SUPPLIED DATA:
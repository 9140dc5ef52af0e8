use std::collections::hash_map::Entry;
use std::collections::{HashMap, HashSet};

use serde_json_path::JsonPath;

use crate::error::{Result, SkvError};

/// A document held by a [`DocStore`]: any JSON value (null, bool, number,
/// string, array, or object of string to document).
pub type Document = serde_json::Value;

/// A key/document map owned by exactly one session.
///
/// Keys are unique and unordered. Besides the usual map operations, the store
/// evaluates structured path queries against its documents: [`find`] locates
/// documents (or nested paths) matching a JSONPath expression, and [`update`]
/// patches every node a path selects without the caller round-tripping the
/// whole document.
///
/// The store contains no locking. It is mutated only by the one thread that
/// owns its session; see [`SkvServer`] for how that ownership is enforced.
///
/// [`find`]: ./struct.DocStore.html#method.find
/// [`update`]: ./struct.DocStore.html#method.update
/// [`SkvServer`]: ./struct.SkvServer.html
#[derive(Debug, Default)]
pub struct DocStore {
    map: HashMap<String, Document>,
}

impl DocStore {
    /// creates an empty store
    pub fn new() -> DocStore {
        DocStore::default()
    }

    /// inserts or overwrites the document at `key`.
    /// returns `true` if the key was newly created, `false` if an existing
    /// document was overwritten (callers use this to report "set" vs "updated")
    pub fn set(&mut self, key: String, doc: Document) -> bool {
        self.map.insert(key, doc).is_none()
    }

    /// inserts the document at `key` only if the key is absent; an existing
    /// document is never overwritten.
    /// returns `true` if the document was inserted
    pub fn add(&mut self, key: String, doc: Document) -> bool {
        // single map operation, no contains-then-insert
        match self.map.entry(key) {
            Entry::Vacant(slot) => {
                slot.insert(doc);
                true
            }
            Entry::Occupied(_) => false,
        }
    }

    /// returns the document stored at `key`, if any
    pub fn get(&self, key: &str) -> Option<&Document> {
        self.map.get(key)
    }

    /// removes `key` and its document.
    /// returns `true` if a document was removed
    pub fn remove(&mut self, key: &str) -> bool {
        self.map.remove(key).is_some()
    }

    /// empties the store, reporting `(ok, previous_count)`.
    ///
    /// Clearing a map cannot fail here, so `ok` is always `true`; the flag is
    /// kept so callers report the same contract the wire protocol promises.
    pub fn clear(&mut self) -> (bool, usize) {
        let count = self.map.len();
        self.map.clear();
        (true, count)
    }

    /// the number of documents in the store
    pub fn count(&self) -> usize {
        self.map.len()
    }

    /// returns whether a document is stored at `key`
    pub fn contains(&self, key: &str) -> bool {
        self.map.contains_key(key)
    }

    /// the keys currently stored, in no particular order
    pub fn keys(&self) -> Vec<&str> {
        self.map.keys().map(String::as_str).collect()
    }

    /// iterates over every `(key, document)` pair, in no particular order
    pub fn iter(&self) -> impl Iterator<Item = (&String, &Document)> {
        self.map.iter()
    }

    /// evaluates the JSONPath expression `path` against every stored document,
    /// or only those named in `keys` when a filter is given.
    ///
    /// With `want_paths` unset the result is the top-level keys whose document
    /// matched at least once; with it set, the result is the normalized path
    /// string of every matching node, deduplicated across documents.
    ///
    /// # Errors
    /// returns [`SkvError::Query`] if `path` does not compile
    pub fn find(
        &self,
        path: &str,
        keys: Option<&HashSet<String>>,
        want_paths: bool,
    ) -> Result<Vec<String>> {
        let query = compile(path)?;

        let mut matches = Vec::new();
        let mut seen = HashSet::new();

        for (key, doc) in &self.map {
            if let Some(filter) = keys {
                if !filter.contains(key) {
                    continue;
                }
            }

            if want_paths {
                for location in query.query_located(doc).locations() {
                    let found = location.to_string();
                    if seen.insert(found.clone()) {
                        matches.push(found);
                    }
                }
            } else if !query.query(doc).is_empty() {
                matches.push(key.clone());
            }
        }

        Ok(matches)
    }

    /// replaces every node of the document at `key` that the JSONPath
    /// expression `path` selects with a clone of `value`.
    ///
    /// returns `(existed, replacements)`: `(false, 0)` if `key` is absent
    /// (not an error), otherwise `true` and the number of nodes replaced.
    ///
    /// # Errors
    /// returns [`SkvError::Query`] if `path` does not compile
    pub fn update(&mut self, key: &str, path: &str, value: Document) -> Result<(bool, usize)> {
        let query = compile(path)?;

        let doc = match self.map.get_mut(key) {
            Some(doc) => doc,
            None => return Ok((false, 0)),
        };

        // the query borrows the document, so resolve every match to a JSON
        // pointer before mutating
        let pointers: Vec<String> = query
            .query_located(doc)
            .locations()
            .map(|location| location.to_json_pointer())
            .collect();

        let mut replaced = 0;
        for pointer in &pointers {
            if let Some(node) = doc.pointer_mut(pointer) {
                *node = value.clone();
                replaced += 1;
            }
        }

        Ok((true, replaced))
    }
}

/// compiles a JSONPath expression, attaching the offending path on failure
fn compile(path: &str) -> Result<JsonPath> {
    JsonPath::parse(path).map_err(|source| SkvError::Query {
        path: path.to_string(),
        source,
    })
}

YOUR TASK: Check each line of the material for "usize". Copy the ones that have it.

ANSWER AREA:
    pub fn clear(&mut self) -> (bool, usize) {
    pub fn count(&self) -> usize {
    pub fn update(&mut self, key: &str, path: &str, value: Document) -> Result<(bool, usize)> {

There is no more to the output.